[DATA SUPPLIED]
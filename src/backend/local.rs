use crate::backend::Backend;
use crate::error::{FileError, FileErrorKind, FileResult};
use crate::file::local::LocalFile;
use crate::file::File;
use crate::location::{Location, FILE_SCHEME};

pub struct LocalBackend;

impl LocalBackend {
    pub fn new() -> Self {
        Self
    }
}

impl Default for LocalBackend {
    fn default() -> Self {
        Self::new()
    }
}

impl Backend for LocalBackend {
    fn scheme(&self) -> &'static str {
        FILE_SCHEME
    }

    fn file_for_location(&self, location: &Location) -> FileResult<Box<dyn File>> {
        let path = location.to_path().ok_or_else(|| {
            FileError::new(
                FileErrorKind::InvalidArg,
                format!("Invalid URI scheme for LocalBackend: {}", location.scheme()),
            )
        })?;
        Ok(Box::new(LocalFile::new(path)))
    }
}
fn add_trash_info(info: &mut FileInfo, path: &Path) {
    let Some(info_path) = trash_info_path(path) else {
        return;
    };
    let Ok(content) = std::fs::read_to_string(&info_path) else {
        return;
    };
    for line in content.lines() {
        if let Some(value) = line.strip_prefix("Path=") {
            if let Ok(decoded) = urlencoding::decode(value) {
                info.set_attribute(
                    attr::TRASH_ORIG_PATH,
                    FileAttributeType::ByteString(decoded.into_owned().into_bytes()),
                );
            }
        } else if let Some(value) = line.strip_prefix("DeletionDate=") {
            info.set_string(attr::TRASH_DELETION_DATE, value.trim());
        }
    }
}

fn query_info_blocking(path: &Path, attributes: &str, flags: FileQueryInfoFlags) -> FileResult<FileInfo> {
    let lmeta = std::fs::symlink_metadata(path)?;
    let is_symlink = lmeta.file_type().is_symlink();
    let followed = if is_symlink && !flags.contains(FileQueryInfoFlags::NOFOLLOW_SYMLINKS) {
        std::fs::metadata(path).ok()
    } else {
        Some(lmeta.clone())
    };
    let meta = followed.as_ref().unwrap_or(&lmeta);

    let name = path
        .file_name()
        .map(|s| s.to_string_lossy().into_owned())
        .unwrap_or_else(|| "/".to_string());

    let mut info = FileInfo::new();
    info.set_name(&name);

    if wants(attributes, attr::STANDARD_TYPE) {
        let file_type = if followed.is_none() {
            FileType::SymbolicLink
        } else {
            file_type_of(meta)
        };
        info.set_display_name(&name);
        info.set_string(attr::STANDARD_EDIT_NAME, &name);
        info.set_file_type(file_type);
        info.set_size(meta.len());
        info.set_boolean(attr::STANDARD_IS_HIDDEN, name.starts_with('.'));
        info.set_boolean(attr::STANDARD_IS_BACKUP, name.ends_with('~'));
        info.set_boolean(attr::STANDARD_IS_SYMLINK, is_symlink);
        if is_symlink {
            if let Ok(target) = std::fs::read_link(path) {
                info.set_attribute(
                    attr::STANDARD_SYMLINK_TARGET,
                    FileAttributeType::ByteString(target.to_string_lossy().into_owned().into_bytes()),
                );
            }
        }

        let mime_type = match file_type {
            FileType::Directory => metadata::DIRECTORY_MIME_TYPE.to_string(),
            FileType::SymbolicLink => metadata::SYMLINK_MIME_TYPE.to_string(),
            FileType::Special => special_mime_type(meta).to_string(),
            _ => MimeResolver::guess_from_name(path).unwrap_or_else(|| sniff_file(path)),
        };
        info.set_string(attr::STANDARD_ICON, &MimeResolver::get_icon_name(&mime_type));
        info.set_content_type(&mime_type);
    }

    if wants(attributes, attr::TIME_MODIFIED) {
        info.set_modification_time(meta.mtime().max(0) as u64);
        info.set_uint64(attr::TIME_ACCESS, meta.atime().max(0) as u64);
        info.set_uint64(attr::TIME_CHANGED, meta.ctime().max(0) as u64);
    }

    if wants(attributes, attr::UNIX_MODE) {
        info.set_mode(meta.mode());
        info.set_uint32(attr::UNIX_UID, meta.uid());
        info.set_uint32(attr::UNIX_GID, meta.gid());
        let is_mountpoint = match path.parent() {
            Some(parent) => std::fs::metadata(parent)
                .map(|p| p.dev() != meta.dev())
                .unwrap_or(false),
            None => true,
        };
        info.set_boolean(attr::UNIX_IS_MOUNTPOINT, is_mountpoint);
    }

    if wants(attributes, attr::OWNER_USER) {
        if let Some(user) = sys::user_by_uid(meta.uid()) {
            info.set_string(attr::OWNER_USER, &user.name);
            info.set_string(attr::OWNER_USER_REAL, user.real_name.as_deref().unwrap_or(&user.name));
        }
        if let Some(group) = sys::group_by_gid(meta.gid()) {
            info.set_string(attr::OWNER_GROUP, &group.name);
        }
    }

    if wants(attributes, attr::ACCESS_CAN_READ) {
        info.set_boolean(attr::ACCESS_CAN_READ, sys::can_read(path));
        info.set_boolean(attr::ACCESS_CAN_WRITE, sys::can_write(path));
        info.set_boolean(attr::ACCESS_CAN_EXECUTE, sys::can_execute(path));
        let parent_writable = path.parent().map(sys::can_modify_entries).unwrap_or(false);
        info.set_boolean(attr::ACCESS_CAN_DELETE, parent_writable);
        info.set_boolean(attr::ACCESS_CAN_TRASH, parent_writable);
        info.set_boolean(attr::ACCESS_CAN_RENAME, parent_writable);
    }

    if wants(attributes, attr::SELINUX_CONTEXT) {
        if let Ok(Some(context)) = sys::get_xattr(path, XATTR_SELINUX) {
            let context = String::from_utf8_lossy(&context);
            info.set_string(attr::SELINUX_CONTEXT, context.trim_end_matches('\0'));
        }
    }

    if wants(attributes, attr::ID_FILESYSTEM) {
        info.set_string(attr::ID_FILESYSTEM, &format!("{:x}", meta.dev()));
    }

    if wants(attributes, attr::TRASH_ORIG_PATH) || wants(attributes, attr::TRASH_DELETION_DATE) {
        add_trash_info(&mut info, path);
    }

    if wants(attributes, "metadata::*") {
        for key in sys::list_xattrs(path).unwrap_or_default() {
            let Some(short) = key.strip_prefix(XATTR_METADATA_PREFIX) else {
                continue;
            };
            if let Ok(Some(value)) = sys::get_xattr(path, &key) {
                info.set_string(
                    &format!("{}{}", attr::METADATA_PREFIX, short),
                    &String::from_utf8_lossy(&value),
                );
            }
        }
    }

    Ok(info)
}
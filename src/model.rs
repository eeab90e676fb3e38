//! The file-info cache: records, directories and their registry.

pub mod attributes;
pub mod cache;
pub mod directory;
pub mod file;
pub mod link;
pub mod sort;
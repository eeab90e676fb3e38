pub mod local;
pub mod mount;
pub mod udisks2;

use std::collections::HashMap;
use std::sync::Arc;

use crate::error::{FileError, FileErrorKind, FileResult};
use crate::file::File;
use crate::location::Location;

/// Trait that all backends must implement.
/// A backend handles a specific URI scheme (e.g., "file://", "sftp://").
pub trait Backend: Send + Sync {
    fn scheme(&self) -> &'static str;

    fn file_for_location(&self, location: &Location) -> FileResult<Box<dyn File>>;
}

/// Scheme to backend table. Each `FileCache` owns one.
#[derive(Clone)]
pub struct BackendRegistry {
    backends: HashMap<String, Arc<dyn Backend>>,
}

impl BackendRegistry {
    /// An empty registry.
    pub fn new() -> Self {
        Self {
            backends: HashMap::new(),
        }
    }

    /// A registry with the local `file` backend registered.
    pub fn with_defaults() -> Self {
        let mut registry = Self::new();
        registry.register(Arc::new(local::LocalBackend::new()));
        registry
    }

    pub fn register(&mut self, backend: Arc<dyn Backend>) {
        self.backends.insert(backend.scheme().to_string(), backend);
    }

    pub fn get_backend(&self, scheme: &str) -> Option<Arc<dyn Backend>> {
        self.backends.get(scheme).cloned()
    }

    pub fn file_for_location(&self, location: &Location) -> FileResult<Box<dyn File>> {
        match self.get_backend(location.scheme()) {
            Some(backend) => backend.file_for_location(location),
            None => Err(FileError::new(
                FileErrorKind::NotSupported,
                format!("No backend found for scheme: {}", location.scheme()),
            )),
        }
    }

    pub fn file_for_uri(&self, uri: &str) -> FileResult<Box<dyn File>> {
        self.file_for_location(&Location::parse(uri)?)
    }
}

impl Default for BackendRegistry {
    fn default() -> Self {
        Self::with_defaults()
    }
}
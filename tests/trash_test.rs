use std::sync::Arc;
use std::time::Duration;

use npfm::{FileErrorKind, Location, TrashDir, TrashEvent, TrashMonitor, UndoInfo, UndoManager, UndoState};

#[tokio::test]
async fn test_trash_and_restore() {
    let root = tempfile::tempdir().unwrap();
    let trash = TrashDir::new(root.path().join("Trash"));
    let path = root.path().join("test_file.txt");
    tokio::fs::write(&path, b"test content").await.unwrap();

    // 1. Trash the file
    let entry = trash.trash(&path, None).await.expect("Failed to trash file");
    assert!(!path.exists());
    assert_eq!(entry.original, path);
    assert!(trash.contains(&entry.location.to_path().unwrap()));

    let info = tokio::fs::read_to_string(&entry.info_path).await.unwrap();
    assert!(info.starts_with("[Trash Info]\n"));
    assert!(info.contains("DeletionDate="));

    // 2. The entry is listed
    let entries = trash.entries().await.unwrap();
    assert_eq!(entries.len(), 1);
    assert_eq!(entries[0].original, path);
    assert_eq!(entries[0].deletion_time, entry.deletion_time);

    // 3. Restore it
    let restored = trash.restore(&entry, None, None).await.expect("restore");
    assert_eq!(restored, path);
    assert_eq!(tokio::fs::read(&path).await.unwrap(), b"test content");
    assert!(trash.is_empty().await);
    assert!(!entry.info_path.exists());
}

#[tokio::test]
async fn test_same_name_gets_numbered() {
    let root = tempfile::tempdir().unwrap();
    let trash = TrashDir::new(root.path().join("Trash"));
    let path = root.path().join("notes.txt");

    tokio::fs::write(&path, b"first").await.unwrap();
    let first = trash.trash(&path, None).await.unwrap();
    tokio::fs::write(&path, b"second").await.unwrap();
    let second = trash.trash(&path, None).await.unwrap();

    assert_eq!(first.location.basename(), "notes.txt");
    assert_eq!(second.location.basename(), "notes.2.txt");
    assert_eq!(trash.entries().await.unwrap().len(), 2);
}

#[tokio::test]
async fn test_restore_onto_existing_file_fails() {
    let root = tempfile::tempdir().unwrap();
    let trash = TrashDir::new(root.path().join("Trash"));
    let path = root.path().join("taken");
    tokio::fs::write(&path, b"old").await.unwrap();
    let entry = trash.trash(&path, None).await.unwrap();
    tokio::fs::write(&path, b"new").await.unwrap();

    let err = trash.restore(&entry, None, None).await.err().expect("target exists");
    assert_eq!(err.kind(), FileErrorKind::Exists);
    assert_eq!(trash.entries().await.unwrap().len(), 1);

    let elsewhere = root.path().join("restored/taken");
    let restored = trash.restore(&entry, Some(&elsewhere), None).await.expect("restore elsewhere");
    assert_eq!(tokio::fs::read(&restored).await.unwrap(), b"old");
}

#[tokio::test]
async fn test_items_in_trash_cannot_be_trashed_again() {
    let root = tempfile::tempdir().unwrap();
    let trash = TrashDir::new(root.path().join("Trash"));
    let path = root.path().join("once");
    tokio::fs::write(&path, b"").await.unwrap();
    let entry = trash.trash(&path, None).await.unwrap();

    let err = trash
        .trash(&entry.location.to_path().unwrap(), None)
        .await
        .err()
        .expect("already trashed");
    assert_eq!(err.kind(), FileErrorKind::NotSupported);
}

#[tokio::test]
async fn test_empty_removes_everything() {
    let root = tempfile::tempdir().unwrap();
    let trash = TrashDir::new(root.path().join("Trash"));
    let dir = root.path().join("dir");
    tokio::fs::create_dir_all(dir.join("nested")).await.unwrap();
    tokio::fs::write(dir.join("nested/file"), b"").await.unwrap();
    tokio::fs::write(root.path().join("loose"), b"").await.unwrap();

    trash.trash(&dir, None).await.unwrap();
    trash.trash(&root.path().join("loose"), None).await.unwrap();
    assert!(!trash.is_empty().await);

    trash.empty(None).await.expect("empty");
    assert!(trash.is_empty().await);
    assert!(trash.entries().await.unwrap().is_empty());
}

#[tokio::test]
async fn test_monitor_reports_transitions() {
    let root = tempfile::tempdir().unwrap();
    let trash = TrashDir::new(root.path().join("Trash"));
    let path = root.path().join("watched");
    tokio::fs::write(&path, b"").await.unwrap();

    let monitor = TrashMonitor::new(&trash).await.expect("monitor");
    assert!(monitor.is_empty());
    let mut events = monitor.subscribe();

    trash.trash(&path, None).await.unwrap();
    let event = tokio::time::timeout(Duration::from_secs(5), events.recv())
        .await
        .expect("timed out")
        .unwrap();
    assert_eq!(event, TrashEvent::StateChanged { is_empty: false });

    trash.empty(None).await.unwrap();
    let event = tokio::time::timeout(Duration::from_secs(5), events.recv())
        .await
        .expect("timed out")
        .unwrap();
    assert_eq!(event, TrashEvent::StateChanged { is_empty: true });
}

#[tokio::test]
async fn test_emptied_trash_clears_trash_undo_entry() {
    let root = tempfile::tempdir().unwrap();
    let trash = TrashDir::new(root.path().join("Trash"));
    let path = root.path().join("gone-soon");
    tokio::fs::write(&path, b"").await.unwrap();

    let monitor = TrashMonitor::new(&trash).await.expect("monitor");
    let mut trash_events = monitor.subscribe();
    let manager = Arc::new(UndoManager::new());
    let _watch = manager.watch_trash(&monitor);

    let entry = trash.trash(&path, None).await.unwrap();
    let event = tokio::time::timeout(Duration::from_secs(5), trash_events.recv())
        .await
        .expect("timed out")
        .unwrap();
    assert_eq!(event, TrashEvent::StateChanged { is_empty: false });
    manager.set_action(Some(Arc::new(UndoInfo::trash(vec![(
        Location::for_path(&path),
        entry.deletion_time,
    )]))));
    let mut states = manager.subscribe();

    trash.empty(None).await.unwrap();
    let state = tokio::time::timeout(Duration::from_secs(5), states.recv())
        .await
        .expect("timed out")
        .unwrap();
    assert_eq!(state, UndoState::None);
    assert!(manager.get_action().is_none());
}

[WHAT IS BEING ASKED] Where in the entries does the word "short" occur? Copy out each line that has it.

[OUTPUT BELOW]
            let Some(short) = key.strip_prefix(XATTR_METADATA_PREFIX) else {
                    &format!("{}{}", attr::METADATA_PREFIX, short),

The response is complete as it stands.